DEVELOPMENT OF ATOMIZED POWDERS FOR ADDITIVE
MANUFACTURING
Christopher T. Schade and Thomas F. Murphy
Hoeganaes Corporation, Cinnaminson, NJ
Chris Walton
Hoeganaes Specialty Products, Cinnaminson, NJ
ABSTRACT
Powders for additive manufacturing require characteristics not typically found in
atomized powders for press and sinter applications. In general, these powders require
high apparent densities to achieve maximum density when deposited in packed beds. In
addition, flow of the powders is critical when these powders are dispensed from
equipment that builds the prototype part. This paper reviews both water and gas
atomized powders produced specifically for additive manufacturing. Powder
characteristics such as particle shape, particle size distribution, surface roughness and
chemistry are studied to determine the effectiveness of these powders for use in additive
manufacturing. The performance of water atomized and gas atomized powders were
studied in relation to their performance for use in additive manufacturing.
INTRODUCTION
Additive manufacturing methods such as three dimensional printing (3DP) or binder
jetting and selective laser melting (SLM) are becoming more common as there is a
demand for rapid prototyping and production of parts that require design features that
cannot be manufactured by the conventional press and sinter process normally used in
powder metallurgy[1-6]. 3DP is an additive manufacturing process which builds a part
layer by layer out of particulate material, a chemical binder and a digital design. Parts
manufactured with the 3DP may not have the high level of mechanical properties of other
additive manufacturing techniques because of the lower density and the poor adherence
between particles. To improve the mechanical properties, the part is sintered similar to a
conventional PM process. If further improvements in mechanical properties are required,
the part can be infiltrated with a second metal, such as bronze or copper.

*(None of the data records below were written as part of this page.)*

use std::fs;
use std::path::{Path, PathBuf};

use anyhow::Context;
use chrono::Utc;
use clap::{Parser, Subcommand};
use sqlx::sqlite::SqlitePoolOptions;
use sqlx::SqlitePool;
use uuid::Uuid;

#[derive(Parser, Debug)]
#[command(author, version, about = "marketing-budget admin tool", long_about = None)]
struct Cli {
    #[command(subcommand)]
    command: Commands,
}

#[derive(Subcommand, Debug)]
enum Commands {
    /// Create an empty timestamped migration file
    MakeMigration { name: String },
    /// Apply pending migrations
    MigrateRun,
    /// Roll back the last applied migration
    MigrateRollback,
    /// Insert baseline plan types and activity types
    Seed,
}

#[tokio::main]
async fn main() -> anyhow::Result<()> {
    if dotenvy::dotenv().is_err() {
        let crate_env = std::path::Path::new(env!("CARGO_MANIFEST_DIR")).join(".env");
        let _ = dotenvy::from_path(crate_env);
    }

    let cli = Cli::parse();

    match cli.command {
        Commands::MakeMigration { name } => {
            let path = make_migration_file(&name)?;
            println!("Created migration: {}", path.display());
        }
        Commands::MigrateRun => {
            let pool = get_pool().await?;
            let migrator = get_migrator().await?;
            migrator.run(&pool).await?;
            println!("Migrations applied");
        }
        Commands::MigrateRollback => {
            let pool = get_pool().await?;
            let migrator = get_migrator().await?;
            migrator
                .undo(&pool, 1)
                .await
                .context("no migrations were rolled back")?;
            println!("Rolled back last migration");
        }
        Commands::Seed => {
            let pool = get_pool().await?;
            let migrator = get_migrator().await?;
            migrator.run(&pool).await?;
            seed(&pool).await?;
            println!("Baseline lookup data seeded");
        }
    }

    Ok(())
}

fn make_migration_file(name: &str) -> anyhow::Result<PathBuf> {
    // Compact timestamp: sqlx takes the digits before the first underscore
    // as the migration version.
    let timestamp = Utc::now().format("%Y%m%d%H%M%S");
    let sanitized: String = name
        .chars()
        .map(|c| if c.is_ascii_alphanumeric() { c.to_ascii_lowercase() } else { '_' })
        .collect();
    let filename = format!("{timestamp}_{sanitized}.sql");
    let path = Path::new("migrations").join(filename);

    if path.exists() {
        anyhow::bail!("migration already exists: {}", path.display());
    }

    fs::write(&path, "-- Write your migration SQL here\n")
        .with_context(|| format!("failed to create migration at {}", path.display()))?;

    Ok(path)
}

async fn get_pool() -> anyhow::Result<SqlitePool> {
    let database_url = std::env::var("DATABASE_URL").context("DATABASE_URL not set")?;
    SqlitePoolOptions::new()
        .max_connections(5)
        .connect(&database_url)
        .await
        .context("failed to connect to database")
}

async fn get_migrator() -> anyhow::Result<sqlx::migrate::Migrator> {
    // Prefer ./migrations when running from the repo root; fall back to the
    // crate-local folder when the CWD differs (containers).
    let local = Path::new("./migrations");
    let migrator_path = if local.exists() {
        local.to_path_buf()
    } else {
        Path::new(env!("CARGO_MANIFEST_DIR")).join("migrations")
    };

    let display = migrator_path.display().to_string();
    sqlx::migrate::Migrator::new(migrator_path)
        .await
        .with_context(|| format!("failed to load migrations from {display}"))
}

async fn seed(pool: &SqlitePool) -> anyhow::Result<()> {
    const PLAN_TYPES: [&str; 4] = ["Advertising", "Content Marketing", "Events", "Partnerships"];
    const ACTIVITY_TYPES: [&str; 4] = ["Paid Media", "Sponsorship", "Production", "Travel"];

    let now = chrono::Utc::now();

    for name in PLAN_TYPES {
        let exists: Option<i64> =
            sqlx::query_scalar("SELECT 1 FROM plan_types WHERE name = ? AND deleted_at IS NULL")
                .bind(name)
                .fetch_optional(pool)
                .await?;
        if exists.is_none() {
            sqlx::query(
                "INSERT INTO plan_types (id, name, created_at, updated_at) VALUES (?, ?, ?, ?)",
            )
            .bind(Uuid::new_v4())
            .bind(name)
            .bind(now)
            .bind(now)
            .execute(pool)
            .await?;
        }
    }

    for name in ACTIVITY_TYPES {
        let exists: Option<i64> =
            sqlx::query_scalar("SELECT 1 FROM activity_types WHERE name = ? AND deleted_at IS NULL")
                .bind(name)
                .fetch_optional(pool)
                .await?;
        if exists.is_none() {
            sqlx::query(
                "INSERT INTO activity_types (id, name, created_at, updated_at) VALUES (?, ?, ?, ?)",
            )
            .bind(Uuid::new_v4())
            .bind(name)
            .bind(now)
            .bind(now)
            .execute(pool)
            .await?;
        }
    }

    Ok(())
}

SLM is a digitally driven additive manufacturing process that uses focused laser energy
to fuse metallic powders in to 3D objects. By varying the power of the laser, the process
can be full melting, partial melting, or in combination with the proper material, liquidphase sintering. The finished density of the part depends on the power of the laser and the
material being processed, but in many cases can reach 100%. The high density allows
the material properties on parts produced by SLM to approach that of conventional
manufacturing processes such as casting and machined parts.
Common to both 3DP and SLM is the fact that the build takes place on a bed of powder
(Figure 1). During production, a thin layer of metal powder is spread evenly across the
build chamber by a roller. In 3DP, a printer head deposits a binder to adhere the metal
powders in the shape of the part to be produced. In the case of SLM, the laser moves
across the powder and, as it moves, sinters a cross section of the object . In both cases,
after the binder or laser fuses the powder in the shape of the part being produced, a new
layer of powder is then spread over the top of the previous layer and the next cross
section of the part is produced using a roller or wiper. During and after the building, the
part is surrounded by un-agglomerated powder. This excess powder encases the object in
the printing process, providing support for complex geometries.
Figure 1: Schematic of laser sintering process [7].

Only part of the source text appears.